CSA announced their summer fixture list this week and there will be no test between Christmas and New Year, traditionally known as the “Boxing Day Test” starting on December 26. Since readmission in 1992, South Africa have always played a Boxing Day test, except on the five occasions that they were touring Australia.
The 2012 Boxing Day Test has been replaced by a T20 international against New Zealand in Port Elizabeth, leading to an outcry amongst cricket fans in South Africa.
“We’ve clearly noted the concerns and it was heartwarming to see such a passion for Test cricket being expressed. It shows that there is still a great following for Test cricket and that’s something we must not just take for granted. We made a mistake in not explaining the reasons for the move better,” CSA acting chief executive Jacques Faul told Reuters in Johannesburg on Thursday.
Faul said the absence of a Boxing Day Test in 2012 was a one-off.
“We’re going to have to take Test cricket more seriously and I can see the Boxing Day Test definitely being played again soon,” he said.

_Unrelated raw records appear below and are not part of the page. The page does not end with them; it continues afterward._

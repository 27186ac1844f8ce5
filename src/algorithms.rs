use thiserror::Error;

pub mod edge_catalog;
pub mod expander;
pub mod forest;
pub mod multi_start;
pub mod reactive_controller;
mod greedy_partitioner;
mod grasp_partitioner;
mod reactive_grasp_partitioner;

pub use edge_catalog::EdgeCatalog;
pub use forest::{Component, Forest};
pub use multi_start::{solve, ReactiveSettings, Solution, Variant};
pub use reactive_controller::{AlphaRecord, ReactiveController};
pub use greedy_partitioner::Greedy;
pub use grasp_partitioner::Grasp;
pub use reactive_grasp_partitioner::ReactiveGrasp;


/// Common errors thrown by algorithms.
#[derive(Clone, Copy, Debug, PartialEq, Error)]
#[non_exhaustive]
pub enum Error {
    /// Zero parts were requested, or more parts than the graph has vertices.
    #[error("cannot split {vertices} vertices into {requested} parts")]
    InvalidPartitionCount { requested: usize, vertices: usize },

    /// The graph ran out of mutually non-adjacent edges before every part got a seed.
    #[error("only {seeded} of {requested} parts could be seeded with non-adjacent edges")]
    NotEnoughSeeds { requested: usize, seeded: usize },

    /// The graph has more connected components than requested parts, so no
    /// forest of that many trees can span it.
    #[error("the graph has {components} connected components, more than the {requested} requested parts")]
    TooManyComponents { components: usize, requested: usize },

    /// Unvisited vertices remain but no candidate edge reaches them.
    #[error("construction stalled with {visited} of {total} vertices placed")]
    ConstructionStalled { visited: usize, total: usize },

    /// The randomization strength must lie in (0, 1].
    #[error("alpha must lie in (0, 1], got {alpha}")]
    InvalidAlpha { alpha: f64 },

    /// The reactive variant needs at least one alpha to choose from.
    #[error("no alpha values to choose from")]
    EmptyAlphaSet,

    /// Restart counts and re-weighting periods must be positive.
    #[error("iteration counts must be positive")]
    InvalidIterations,

    /// The alpha probabilities cannot be sampled from.
    #[error("alpha probabilities do not form a distribution")]
    DegenerateAlphaWeights,

    /// Input sets don't have matching lengths.
    #[error("input sets don't have the same length (expected {expected} items, got {actual})")]
    InputLenMismatch { expected: usize, actual: usize },
}

impl Error {
    /// Whether the error stems from the requested configuration rather than
    /// from a construction run.
    pub fn is_configuration(&self) -> bool {
        !matches!(self, Error::ConstructionStalled { .. })
    }
}

/// Rejects alpha values outside (0, 1].
pub(crate) fn check_alpha(alpha: f64) -> Result<(), Error> {
    if alpha > 0.0 && alpha <= 1.0 {
        Ok(())
    } else {
        Err(Error::InvalidAlpha { alpha })
    }
}
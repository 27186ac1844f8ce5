use rand::rngs::SmallRng;
use rand::SeedableRng;
use crate::algorithms::{solve, Error, Solution, Variant};
use crate::graph::Graph;
use crate::Partition;

/// GRASP Partitioner
///
/// Runs the randomized construction `iterations` times and keeps the forest
/// with the smallest summed gap. At every growth step the edge is drawn
/// uniformly from the best `alpha` fraction of the usable edges, ranked by
/// how much they widen their part's gap.
#[derive(Debug, Clone, Copy)]
pub struct Grasp {
    /// Number of partitions
    pub num_of_partitions: usize,

    /// Width of the restricted candidate list, in (0, 1]. Values close to 0
    /// behave like the greedy construction, 1 draws among every usable edge.
    pub alpha: f64,

    /// Number of restarts
    pub iterations: usize,

    /// Seed for the random source. `None` seeds from system entropy.
    pub seed: Option<u64>,
}

impl Default for Grasp {
    fn default() -> Self {
        Grasp {
            num_of_partitions: 2,
            alpha: 0.3,
            iterations: 30,
            seed: None,
        }
    }
}

impl<'a> Partition<&'a Graph> for Grasp {
    type Metadata = Solution;
    type Error = Error;

    fn partition(
        &mut self,
        part_ids: &mut [usize],
        graph: &'a Graph,
    ) -> Result<Self::Metadata, Self::Error> {
        if part_ids.len() != graph.len() {
            return Err(Error::InputLenMismatch {
                expected: part_ids.len(),
                actual: graph.len(),
            });
        }
        let mut rng = match self.seed {
            Some(seed) => SmallRng::seed_from_u64(seed),
            None => SmallRng::from_entropy(),
        };
        let variant = Variant::Grasp {
            alpha: self.alpha,
            iterations: self.iterations,
        };
        let solution = solve(graph, self.num_of_partitions, &variant, &mut rng)?;
        solution.fill_part_ids(part_ids);
        Ok(solution)
    }
}
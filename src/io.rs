use std::fs::{self, File};
use std::io::{BufWriter, Write};
use std::path::Path;
use thiserror::Error;
use crate::graph::{Graph, VertexId, Weight};

/// Errors raised while reading an instance file.
#[derive(Debug, Error)]
pub enum IoError {
    #[error(transparent)]
    Io(#[from] std::io::Error),

    #[error("line {line}: cannot read `{token}` as an integer")]
    BadToken { line: usize, token: String },

    #[error("line {line}: expected `{expected}`")]
    Malformed { line: usize, expected: &'static str },

    #[error("line {line}: weight given for unknown vertex {id}")]
    UnknownVertex { line: usize, id: VertexId },
}

/// A problem instance: the graph and, if the file names it, the number of parts.
#[derive(Debug, Clone)]
pub struct Instance {
    pub graph: Graph,
    pub partitions: Option<usize>,
}

#[derive(Debug, Clone, Copy, PartialEq, Eq)]
enum Section {
    None,
    Vertices,
    Weights,
    Edges,
}

fn parse_int<T: std::str::FromStr>(token: &str, line: usize) -> Result<T, IoError> {
    token.trim().parse().map_err(|_| IoError::BadToken { line, token: token.trim().to_string() })
}

/// Parse an instance in the `.dat` layout:
///
/// ```text
/// param p := 2;
/// set V :=
/// 1 2 3 4
/// ;
/// param w :=
/// 1 1
/// 2 2
/// ;
/// set E :=
/// (1,2) (2,3)
/// ;
/// ```
///
/// Sections end on a line containing `;`; anything before the `;` on that line still counts.
pub fn parse_instance(content: &str) -> Result<Instance, IoError> {
    let mut graph = Graph::new();
    let mut partitions = None;
    let mut section = Section::None;

    for (number, raw) in content.lines().enumerate() {
        let line = number + 1;

        if section == Section::None {
            if raw.contains("param p") {
                let value = raw
                    .split(":=")
                    .nth(1)
                    .map(|rest| rest.trim().trim_end_matches(';'))
                    .ok_or(IoError::Malformed { line, expected: "param p := <count>;" })?;
                partitions = Some(parse_int(value, line)?);
            } else if raw.contains("set V") {
                section = Section::Vertices;
            } else if raw.contains("param w") {
                section = Section::Weights;
            } else if raw.contains("set E") {
                section = Section::Edges;
            }
            continue;
        }

        let (body, closes) = match raw.find(';') {
            Some(end) => (&raw[..end], true),
            None => (raw, false),
        };

        match section {
            Section::Vertices => {
                for token in body.split_whitespace() {
                    graph.add_vertex(parse_int(token, line)?, 0);
                }
            }
            Section::Weights => {
                let tokens: Vec<&str> = body.split_whitespace().collect();
                match tokens.as_slice() {
                    [] => {}
                    [id, weight] => {
                        let id: VertexId = parse_int(id, line)?;
                        let weight: Weight = parse_int(weight, line)?;
                        if !graph.set_weight(id, weight) {
                            return Err(IoError::UnknownVertex { line, id });
                        }
                    }
                    _ => return Err(IoError::Malformed { line, expected: "<vertex> <weight>" }),
                }
            }
            Section::Edges => {
                for token in body.split_whitespace() {
                    let pair = token
                        .strip_prefix('(')
                        .and_then(|t| t.strip_suffix(')'))
                        .and_then(|t| t.split_once(','))
                        .ok_or(IoError::Malformed { line, expected: "(<u>,<v>)" })?;
                    graph.add_edge(parse_int(pair.0, line)?, parse_int(pair.1, line)?);
                }
            }
            Section::None => {}
        }

        if closes {
            section = Section::None;
        }
    }

    Ok(Instance { graph, partitions })
}

/// Read an instance file.
pub fn read_instance(file_path: &Path) -> Result<Instance, IoError> {
    let content = fs::read_to_string(file_path)?;
    parse_instance(&content)
}

/// Write the graph in DOT format, labelling every vertex with its weight.
pub fn write_dot<W: Write>(graph: &Graph, writer: &mut W) -> std::io::Result<()> {
    writeln!(writer, "graph G {{")?;
    writeln!(writer)?;
    for vertex in graph.vertices() {
        writeln!(writer, "\t{}[label={} ({})];", vertex.id, vertex.id, vertex.weight)?;
    }
    writeln!(writer)?;
    for edge in (0..graph.edge_count()).map(|e| graph.edge(e)) {
        writeln!(writer, "\t{} -- {};", graph.vertex(edge.a).id, graph.vertex(edge.b).id)?;
    }
    writeln!(writer)?;
    writeln!(writer, "}}")?;
    Ok(())
}

/// Write the graph in DOT format to a file.
pub fn write_dot_to_file(graph: &Graph, file_path: &Path) -> std::io::Result<()> {
    let mut writer = BufWriter::new(File::create(file_path)?);
    write_dot(graph, &mut writer)?;
    writer.flush()
}

/// Write the partition array to a file.
pub fn write_partition_data_to_file(graph: &Graph, partition: &[usize], file_path: &Path) -> std::io::Result<()> {
    let mut file = BufWriter::new(File::create(file_path)?);
    for (vertex, part) in graph.vertices().iter().zip(partition) {
        writeln!(file, "vertex {} => partition {}", vertex.id, part)?;
    }
    file.flush()
}
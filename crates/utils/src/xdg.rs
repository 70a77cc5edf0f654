use std::env;
use std::path::PathBuf;

/// XDG Base Directory paths for coalesce
pub struct XdgPaths;

impl XdgPaths {
    /// Get XDG_CONFIG_HOME/coalesce or fallback
    pub fn config_dir() -> PathBuf {
        env::var("XDG_CONFIG_HOME")
            .map(PathBuf::from)
            .unwrap_or_else(|_| {
                dirs::home_dir()
                    .map(|home| home.join(".config"))
                    .unwrap_or_else(|| PathBuf::from(".config"))
            })
            .join("coalesce")
    }

    /// Default location of the JSON config file
    pub fn config_file() -> PathBuf {
        Self::config_dir().join("config.json")
    }
}
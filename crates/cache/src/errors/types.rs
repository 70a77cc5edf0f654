//! Core error types for the cache layer

use std::error::Error as StdError;
use std::sync::Arc;
use std::time::Duration;

/// Result type for cache operations
pub type Result<T> = std::result::Result<T, CacheError>;

/// Shared, clonable error source.
///
/// Errors produced by a single computation are handed to every caller that
/// coalesced on it, so sources are reference counted rather than boxed.
pub type SharedSource = Arc<dyn StdError + Send + Sync>;

/// Error type for cache operations
#[derive(Debug, Clone, thiserror::Error)]
pub enum CacheError {
    /// The caller-supplied recomputation failed
    Recompute {
        key: String,
        #[source]
        source: SharedSource,
    },

    /// A storage provider call failed
    Storage {
        operation: StorageOp,
        key: String,
        reason: String,
        recovery_hint: RecoveryHint,
    },

    /// Invalid options or configuration
    Configuration {
        message: String,
        recovery_hint: RecoveryHint,
    },

    /// Invalid cache key
    InvalidKey {
        key: String,
        reason: String,
        recovery_hint: RecoveryHint,
    },

    /// A value could not cross the byte boundary used by providers
    Serialization {
        key: String,
        operation: SerializationOp,
        #[source]
        source: SharedSource,
        recovery_hint: RecoveryHint,
    },

    /// The computation panicked before producing a value
    Aborted { key: String, reason: String },
}

/// Recovery hints for error handling
#[derive(Debug, Clone, PartialEq)]
pub enum RecoveryHint {
    /// Retry the operation
    Retry { after: Duration },

    /// Serve without the cache; recompute directly
    UseFallback,

    /// Fix the configuration or call-site options
    UpdateConfiguration,

    /// Verify the storage backend is reachable
    CheckBackend { backend: String },

    /// No automated recovery possible
    Manual { instructions: String },

    /// Operation can be safely ignored
    Ignore,
}

/// Provider operations, used to label storage failures
#[derive(Debug, Clone, Copy, PartialEq, Eq)]
pub enum StorageOp {
    Get,
    Set,
    Delete,
    Has,
    KeysByTag,
}

/// Serialization operation types
#[derive(Debug, Clone, Copy, PartialEq, Eq)]
pub enum SerializationOp {
    Encode,
    Decode,
}
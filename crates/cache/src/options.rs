//! Per-call options for providers and the service

use crate::errors::{CacheError, Result};
use std::time::Duration;

/// Options accepted by `CacheProvider::set`
#[derive(Debug, Clone, Default, PartialEq, Eq)]
pub struct SetOptions {
    /// Entry is treated as absent once this much time has passed
    pub ttl: Option<Duration>,
    /// Invalidation groups; replaces any previous membership of the key
    pub tags: Vec<String>,
}

impl SetOptions {
    pub fn new() -> Self {
        Self::default()
    }

    pub fn with_ttl(mut self, ttl: Duration) -> Self {
        self.ttl = Some(ttl);
        self
    }

    pub fn with_tags<I, S>(mut self, tags: I) -> Self
    where
        I: IntoIterator<Item = S>,
        S: Into<String>,
    {
        self.tags = tags.into_iter().map(Into::into).collect();
        self
    }

    /// Reject options that would silently misbehave
    pub fn validate(&self) -> Result<()> {
        validate_ttl(self.ttl)?;
        validate_tags(&self.tags)
    }
}

/// Options accepted by `CacheService::with_cache`
#[derive(Debug, Clone, Default, PartialEq, Eq)]
pub struct CacheOptions {
    pub ttl: Option<Duration>,
    pub tags: Vec<String>,
    /// Skip both the in-flight table and the provider read
    pub force_refresh: bool,
}

impl CacheOptions {
    pub fn new() -> Self {
        Self::default()
    }

    pub fn with_ttl(mut self, ttl: Duration) -> Self {
        self.ttl = Some(ttl);
        self
    }

    pub fn with_tags<I, S>(mut self, tags: I) -> Self
    where
        I: IntoIterator<Item = S>,
        S: Into<String>,
    {
        self.tags = tags.into_iter().map(Into::into).collect();
        self
    }

    pub fn force_refresh(mut self) -> Self {
        self.force_refresh = true;
        self
    }

    pub fn validate(&self) -> Result<()> {
        validate_ttl(self.ttl)?;
        validate_tags(&self.tags)
    }

    /// Options handed to the provider, falling back to `default_ttl`
    pub(crate) fn to_set_options(&self, default_ttl: Option<Duration>) -> SetOptions {
        SetOptions {
            ttl: self.ttl.or(default_ttl),
            tags: self.tags.clone(),
        }
    }
}

fn validate_ttl(ttl: Option<Duration>) -> Result<()> {
    match ttl {
        Some(ttl) if ttl.is_zero() => Err(CacheError::configuration(
            "ttl must be greater than zero; omit it for entries that never expire",
        )),
        _ => Ok(()),
    }
}

fn validate_tags(tags: &[String]) -> Result<()> {
    match tags.iter().find(|tag| tag.is_empty()) {
        Some(_) => Err(CacheError::configuration("tags must not be empty strings")),
        None => Ok(()),
    }
}

#[cfg(test)]
mod tests {
    use super::*;

    #[test]
    fn test_zero_ttl_rejected() {
        let options = CacheOptions::new().with_ttl(Duration::ZERO);
        let err = options.validate().unwrap_err();
        assert!(err.is_configuration());

        let options = SetOptions::new().with_ttl(Duration::ZERO);
        assert!(options.validate().is_err());
    }

    #[test]
    fn test_empty_tag_rejected() {
        let options = CacheOptions::new().with_tags(["projects", ""]);
        assert!(options.validate().is_err());
    }

    #[test]
    fn test_default_ttl_fallback() {
        let default_ttl = Some(Duration::from_secs(30));

        let options = CacheOptions::new().with_tags(["a"]);
        let set = options.to_set_options(default_ttl);
        assert_eq!(set.ttl, default_ttl);
        assert_eq!(set.tags, vec!["a".to_string()]);

        let options = CacheOptions::new().with_ttl(Duration::from_secs(5));
        let set = options.to_set_options(default_ttl);
        assert_eq!(set.ttl, Some(Duration::from_secs(5)));
    }
}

“The reasons for the move were several. Obviously crowds have been disappointing, but it’s not just about numbers. Our playing record then is poor, plus the players have not been at home for Christmas for a long time and it’s important to keep them fresh and motivated.”
South Africa have lost their last four home Boxing Day Tests – against Sri Lanka, India, England and Australia.
Faul admitted that the host broadcasters, SuperSport, had also expressed concerns over having just one day of live cricket during the prime period between Christmas and New Year.
“It’s a period of year when content is very important for the broadcasters and they did raise concerns,” Faul said.
The acting CEO was, however, delighted to announce a massive new sponsorship deal for CSA, with financial services group Momentum signing a six-year deal that covers all 50-over cricket – both one-day internationals and domestically.
The deal is believed to have netted CSA in the region of R200 million [$124.2 million] and is a huge vote of confidence in an organisation that has spent the last two years fighting a scandal over irregular bonuses paid to chief executive Gerald Majola and other allegations of bad corporate governance.
Majola has been suspended and is currently involved in a disciplinary hearing and could face criminal charges as well.
“It is a sign of confidence that we’ve made progress. Six years is a very long time and there’s no denying there were concerns over the bonus saga and Momentum obviously had their good name to consider,” Faull said.
Nicolaas Kruger, the CEO of MMI Holdings, Momentum’s parent company, said they were confident the bonus scandal was a thing of the past.
“In terms of CSA’s corporate governance, we are very comfortable with the significant progress that has been made with the recommendations of the Nicholson Inquiry being implemented and sports minister Fikile Mbalula getting involved to get the right governance structures in place,” Kruger said.
“But the deal represents a great business opportunity for us to expand our exposure. Cricket has a growing and diverse fan base of over 10 million South Africans and the benefits far outweigh the potential risks.”
The deal includes contractual assurances that CSA will complete the restructuring recommended by Judge Chris Nicholson, who was appointed by Mbalula late last year.